■ Records shown ■

//! # media-dl
//!
//! Download acquisition engine for manga chapters and HLS video episodes.
//!
//! ## Design Philosophy
//!
//! media-dl is designed to be:
//! - **Library-first** - No CLI or UI, purely a Rust crate for embedding
//! - **Event-driven** - Consumers subscribe to [`TaskEvent`]s, no polling required
//! - **Resumable** - Pages and segments already on disk are never fetched twice
//! - **Scraper-agnostic** - Page lists and stream URLs come from injected [`source::Source`]
//!   and [`source::StreamResolver`] implementations
//!
//! One [`DownloadTask`] runs per source. It drains its pending list one download at a
//! time, writes pages or segments into a scratch area, and finalizes finished content
//! into `<root>/<source>/<series>/<chapter>/`, which the shared [`DownloadCache`] indexes.
//!
//! ## Quick Start
//!
//! ```no_run
//! use std::collections::HashMap;
//! use std::sync::Arc;
//! use media_dl::{Config, DownloadTask, TaskServices, TaskEvent};
//! use media_dl::source::Source;
//! use media_dl::types::{ChapterId, ChapterInfo, Download, SeriesInfo};
//!
//! #[tokio::main]
//! async fn main() -> Result<(), Box<dyn std::error::Error>> {
//!     let sources: HashMap<String, Arc<dyn Source>> = HashMap::new();
//!     let services = Arc::new(TaskServices::new(Config::default(), Arc::new(sources))?);
//!
//!     let task = DownloadTask::spawn("example", services);
//!     let mut events = task.subscribe();
//!
//!     task.enqueue(vec![Download::manga(
//!         ChapterId::new("example", "series", "chapter-1"),
//!         SeriesInfo::default(),
//!         ChapterInfo::default(),
//!     )])
//!     .await;
//!     task.start().await;
//!
//!     while let Ok(event) = events.recv().await {
//!         println!("Event: {:?}", event);
//!         if matches!(event, TaskEvent::TaskFinished { .. }) {
//!             break;
//!         }
//!     }
//!
//!     Ok(())
//! }
//! ```

#![warn(missing_docs)]
#![warn(clippy::all)]
#![warn(clippy::unwrap_used)]
#![warn(clippy::expect_used)]

/// Index of finished downloads on disk
pub mod cache;
/// Configuration types
pub mod config;
/// Error types
pub mod error;
/// Segment merging, stream probing and video export
pub mod media;
/// On-disk layout and file name sanitizing
pub mod paths;
/// Retry logic with exponential backoff
pub mod retry;
/// Source, interceptor, stream and playlist seams
pub mod source;
/// Download task and its pipelines (decomposed into focused submodules)
pub mod task;
/// Core types
pub mod types;
/// Utility functions
pub mod utils;

pub use cache::DownloadCache;
pub use config::{Config, DownloadConfig, RetryConfig, ToolsConfig};
pub use error::{Error, Result};
pub use paths::DirectoryLayout;
pub use task::{DownloadTask, TaskServices};
pub use types::{
    ChapterId, ChapterInfo, Download, DownloadKind, DownloadStatus, Page, PageContent, SeriesId,
    SeriesInfo, TaskEvent, VideoInfo,
};
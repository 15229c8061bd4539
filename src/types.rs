//! Core types for media-dl

use serde::{Deserialize, Serialize};
use std::collections::HashMap;
use std::path::PathBuf;

/// Identifies one series (manga title or show) within a source
#[derive(Clone, Debug, PartialEq, Eq, Hash, Serialize, Deserialize)]
pub struct SeriesId {
    /// Opaque key of the source/module that provides the series
    pub source_key: String,
    /// Opaque key of the series within its source
    pub series_key: String,
}

impl SeriesId {
    /// Create a new SeriesId
    pub fn new(source_key: impl Into<String>, series_key: impl Into<String>) -> Self {
        Self {
            source_key: source_key.into(),
            series_key: series_key.into(),
        }
    }

    /// Identify a chapter or episode of this series
    pub fn chapter(&self, chapter_key: impl Into<String>) -> ChapterId {
        ChapterId {
            source_key: self.source_key.clone(),
            series_key: self.series_key.clone(),
            chapter_key: chapter_key.into(),
        }
    }
}

impl std::fmt::Display for SeriesId {
    fn fmt(&self, f: &mut std::fmt::Formatter<'_>) -> std::fmt::Result {
        write!(f, "{}/{}", self.source_key, self.series_key)
    }
}

/// Identifies one chapter or episode
#[derive(Clone, Debug, PartialEq, Eq, Hash, Serialize, Deserialize)]
pub struct ChapterId {
    /// Opaque key of the source/module
    pub source_key: String,
    /// Opaque key of the series within its source
    pub series_key: String,
    /// Opaque key of the chapter or episode within its series
    pub chapter_key: String,
}

impl ChapterId {
    /// Create a new ChapterId
    pub fn new(
        source_key: impl Into<String>,
        series_key: impl Into<String>,
        chapter_key: impl Into<String>,
    ) -> Self {
        Self {
            source_key: source_key.into(),
            series_key: series_key.into(),
            chapter_key: chapter_key.into(),
        }
    }

    /// The series this chapter belongs to
    pub fn series(&self) -> SeriesId {
        SeriesId::new(self.source_key.clone(), self.series_key.clone())
    }

    /// Whether this chapter belongs to `series`
    pub fn belongs_to(&self, series: &SeriesId) -> bool {
        self.source_key == series.source_key && self.series_key == series.series_key
    }
}

impl std::fmt::Display for ChapterId {
    fn fmt(&self, f: &mut std::fmt::Formatter<'_>) -> std::fmt::Result {
        write!(
            f,
            "{}/{}/{}",
            self.source_key, self.series_key, self.chapter_key
        )
    }
}

/// Download status
#[derive(Clone, Copy, Debug, Default, PartialEq, Eq, Serialize, Deserialize)]
#[serde(rename_all = "lowercase")]
pub enum DownloadStatus {
    /// Queued and waiting to start
    #[default]
    Queued,
    /// Currently downloading
    Downloading,
    /// Paused by user
    Paused,
    /// Cancelled by user or rolled back after a total failure
    Cancelled,
    /// Successfully finalized
    Finished,
}

impl DownloadStatus {
    /// Whether a task should still work on an item in this status
    pub fn is_pending(&self) -> bool {
        matches!(
            self,
            DownloadStatus::Queued | DownloadStatus::Downloading | DownloadStatus::Paused
        )
    }
}

/// Which acquisition pipeline a download runs through
#[derive(Clone, Copy, Debug, Default, PartialEq, Eq, Serialize, Deserialize)]
#[serde(rename_all = "lowercase")]
pub enum DownloadKind {
    /// Paginated images (manga chapter)
    #[default]
    Manga,
    /// HTTP Live Streaming video (episode)
    Video,
}

/// Series metadata carried by a download
#[derive(Clone, Debug, Default, PartialEq, Serialize, Deserialize)]
pub struct SeriesInfo {
    /// Display title
    pub title: String,
    /// Cover image URL, fetched opportunistically at finalization
    #[serde(default, skip_serializing_if = "Option::is_none")]
    pub cover_url: Option<String>,
}

/// Chapter or episode metadata carried by a download
#[derive(Clone, Debug, Default, PartialEq, Serialize, Deserialize)]
pub struct ChapterInfo {
    /// Display title
    #[serde(default, skip_serializing_if = "Option::is_none")]
    pub title: Option<String>,
    /// Chapter or episode number
    #[serde(default, skip_serializing_if = "Option::is_none")]
    pub number: Option<f32>,
    /// Volume or season number
    #[serde(default, skip_serializing_if = "Option::is_none")]
    pub volume: Option<f32>,
}

/// Stream details for a video download
#[derive(Clone, Debug, Default, PartialEq, Serialize, Deserialize)]
pub struct VideoInfo {
    /// Playable URL, or an opaque episode identifier the stream resolver understands
    pub stream_url: String,
    /// HTTP headers required by the stream host
    #[serde(default)]
    pub headers: HashMap<String, String>,
    /// Subtitle URL, if already known
    #[serde(default, skip_serializing_if = "Option::is_none")]
    pub subtitle_url: Option<String>,
    /// Poster image URL
    #[serde(default, skip_serializing_if = "Option::is_none")]
    pub poster_url: Option<String>,
    /// Display name of the source/module
    #[serde(default, skip_serializing_if = "Option::is_none")]
    pub source_name: Option<String>,
}

/// A unit of work owned by a download task
#[derive(Clone, Debug, PartialEq, Serialize, Deserialize)]
pub struct Download {
    /// Chapter or episode identifier
    pub id: ChapterId,
    /// Current status
    pub status: DownloadStatus,
    /// Pipeline selector
    pub kind: DownloadKind,
    /// Pages or segments completed so far
    pub progress: usize,
    /// Pages or segments in total; zero until the page list or playlist is known
    pub total: usize,
    /// Series metadata
    pub series: SeriesInfo,
    /// Chapter/episode metadata
    pub chapter: ChapterInfo,
    /// Stream details (video downloads only)
    #[serde(default, skip_serializing_if = "Option::is_none")]
    pub video: Option<VideoInfo>,
}

impl Download {
    /// A queued manga chapter download
    pub fn manga(id: ChapterId, series: SeriesInfo, chapter: ChapterInfo) -> Self {
        Self {
            id,
            status: DownloadStatus::Queued,
            kind: DownloadKind::Manga,
            progress: 0,
            total: 0,
            series,
            chapter,
            video: None,
        }
    }

    /// A queued video episode download
    pub fn video(id: ChapterId, series: SeriesInfo, chapter: ChapterInfo, video: VideoInfo) -> Self {
        Self {
            id,
            status: DownloadStatus::Queued,
            kind: DownloadKind::Video,
            progress: 0,
            total: 0,
            series,
            chapter,
            video: Some(video),
        }
    }

    /// Record a new progress value.
    ///
    /// Progress never decreases and never exceeds `total` once `total` is known.
    pub fn record_progress(&mut self, progress: usize, total: usize) {
        if total > 0 {
            self.total = total;
        }
        let mut next = self.progress.max(progress);
        if self.total > 0 {
            next = next.min(self.total);
        }
        self.progress = next;
    }

    /// Clear per-download progress counters
    pub fn reset_progress(&mut self) {
        self.progress = 0;
        self.total = 0;
    }
}

/// One page of a chapter as returned by a source
#[derive(Clone, Debug, PartialEq)]
pub struct Page {
    /// Where the page's content comes from
    pub content: PageContent,
    /// Optional caption text persisted next to the page
    pub description: Option<String>,
}

impl Page {
    /// A page that must be fetched from `url`
    pub fn remote(url: impl Into<String>) -> Self {
        Self {
            content: PageContent::Remote {
                url: url.into(),
                context: HashMap::new(),
            },
            description: None,
        }
    }
}

/// Payload of a [`Page`]
#[derive(Clone, Debug, PartialEq)]
pub enum PageContent {
    /// Image behind a URL; `context` is opaque per-page request data for the source
    Remote {
        /// Image URL
        url: String,
        /// Opaque request context (headers, tokens) interpreted by the source
        context: HashMap<String, String>,
    },
    /// Raw image bytes
    Image(Vec<u8>),
    /// Base64-encoded image bytes
    Base64(String),
    /// Text page (novels, notices)
    Text(String),
}

/// A page whose image must be fetched over the network
#[derive(Clone, Debug, PartialEq)]
pub struct NetworkPage {
    /// Zero-based position of the page in its chapter
    pub index: usize,
    /// Image URL
    pub url: String,
    /// Opaque per-page request context
    pub context: HashMap<String, String>,
    /// Target path without extension; the extension is resolved from the response
    pub target: PathBuf,
}

/// One HLS transport-stream chunk
#[derive(Clone, Debug, PartialEq, Eq)]
pub struct VideoSegment {
    /// Zero-based sequence index
    pub index: usize,
    /// Absolute segment URL
    pub url: String,
}

/// Sidecar written next to every finished chapter or episode
#[derive(Clone, Debug, PartialEq, Serialize, Deserialize)]
pub struct ChapterMetadata {
    /// Source key
    pub source_key: String,
    /// Series key
    pub series_key: String,
    /// Chapter or episode key
    pub chapter_key: String,
    /// Pipeline the content came from
    pub kind: DownloadKind,
    /// Series display title
    pub series_title: String,
    /// Chapter display title
    #[serde(default, skip_serializing_if = "Option::is_none")]
    pub chapter_title: Option<String>,
    /// Chapter or episode number
    #[serde(default, skip_serializing_if = "Option::is_none")]
    pub number: Option<f32>,
    /// Volume or season number
    #[serde(default, skip_serializing_if = "Option::is_none")]
    pub volume: Option<f32>,
    /// Display name of the source (video downloads)
    #[serde(default, skip_serializing_if = "Option::is_none")]
    pub source_name: Option<String>,
    /// Pages or segments that made it to disk
    pub items: usize,
    /// Pages or segments that failed
    pub failed_items: usize,
    /// When finalization completed
    pub downloaded_at: chrono::DateTime<chrono::Utc>,
}

impl ChapterMetadata {
    /// Metadata describing `download` as finalized now
    pub fn for_download(download: &Download, items: usize, failed_items: usize) -> Self {
        Self {
            source_key: download.id.source_key.clone(),
            series_key: download.id.series_key.clone(),
            chapter_key: download.id.chapter_key.clone(),
            kind: download.kind,
            series_title: download.series.title.clone(),
            chapter_title: download.chapter.title.clone(),
            number: download.chapter.number,
            volume: download.chapter.volume,
            source_name: download.video.as_ref().and_then(|v| v.source_name.clone()),
            items,
            failed_items,
            downloaded_at: chrono::Utc::now(),
        }
    }
}

/// Notification emitted by a download task to its scheduler
#[derive(Clone, Debug, Serialize, Deserialize)]
#[serde(tag = "type", rename_all = "snake_case")]
pub enum TaskEvent {
    /// Every pending download was cancelled
    TaskCancelled {
        /// Task group (source) key
        source_key: String,
    },
    /// The task was paused
    TaskPaused {
        /// Task group (source) key
        source_key: String,
    },
    /// The pending list drained
    TaskFinished {
        /// Task group (source) key
        source_key: String,
    },
    /// Progress or total changed for a download
    DownloadProgressChanged {
        /// Snapshot of the download
        download: Download,
    },
    /// A download finished (or was already present on disk)
    DownloadFinished {
        /// Snapshot of the download
        download: Download,
    },
    /// A download was cancelled or rolled back
    DownloadCancelled {
        /// Snapshot of the download
        download: Download,
    },
}

// unwrap/expect are acceptable in tests for concise failure-on-error assertions
#[allow(clippy::unwrap_used, clippy::expect_used)]
#[cfg(test)]
mod tests {
    use super::*;

    fn chapter() -> Download {
        Download::manga(
            ChapterId::new("src", "series", "ch1"),
            SeriesInfo::default(),
            ChapterInfo::default(),
        )
    }

    #[test]
    fn progress_is_clamped_to_total() {
        let mut download = chapter();
        download.record_progress(7, 5);
        assert_eq!(download.progress, 5);
        assert_eq!(download.total, 5);
    }

    #[test]
    fn progress_never_decreases() {
        let mut download = chapter();
        download.record_progress(3, 10);
        download.record_progress(2, 10);
        assert_eq!(download.progress, 3);
    }

    #[test]
    fn zero_total_keeps_known_total() {
        let mut download = chapter();
        download.record_progress(1, 4);
        download.record_progress(2, 0);
        assert_eq!(download.total, 4);
        assert_eq!(download.progress, 2);
    }

    #[test]
    fn pending_statuses() {
        assert!(DownloadStatus::Queued.is_pending());
        assert!(DownloadStatus::Downloading.is_pending());
        assert!(DownloadStatus::Paused.is_pending());
        assert!(!DownloadStatus::Cancelled.is_pending());
        assert!(!DownloadStatus::Finished.is_pending());
    }

    #[test]
    fn chapter_belongs_to_its_series() {
        let id = ChapterId::new("src", "series", "ch1");
        assert!(id.belongs_to(&SeriesId::new("src", "series")));
        assert!(!id.belongs_to(&SeriesId::new("src", "other")));
        assert_eq!(id.series().chapter("ch1"), id);
    }

    #[test]
    fn metadata_copies_download_details() {
        let mut download = chapter();
        download.series.title = "Series".to_string();
        download.chapter.number = Some(12.5);

        let meta = ChapterMetadata::for_download(&download, 9, 1);
        let json = serde_json::to_value(&meta).unwrap();

        assert_eq!(json["series_title"], "Series");
        assert_eq!(json["number"], 12.5);
        assert_eq!(json["kind"], "manga");
        assert_eq!(json["failed_items"], 1);
        assert!(json.get("chapter_title").is_none());
    }

    #[test]
    fn task_event_serializes_with_type_tag() {
        let event = TaskEvent::TaskFinished {
            source_key: "src".to_string(),
        };
        let json = serde_json::to_value(&event).unwrap();
        assert_eq!(json["type"], "task_finished");
        assert_eq!(json["source_key"], "src");
    }
}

■ Work task ■
State the number of lines above that contain "enum". Write nothing besides it.

■ Exercise solution ■
4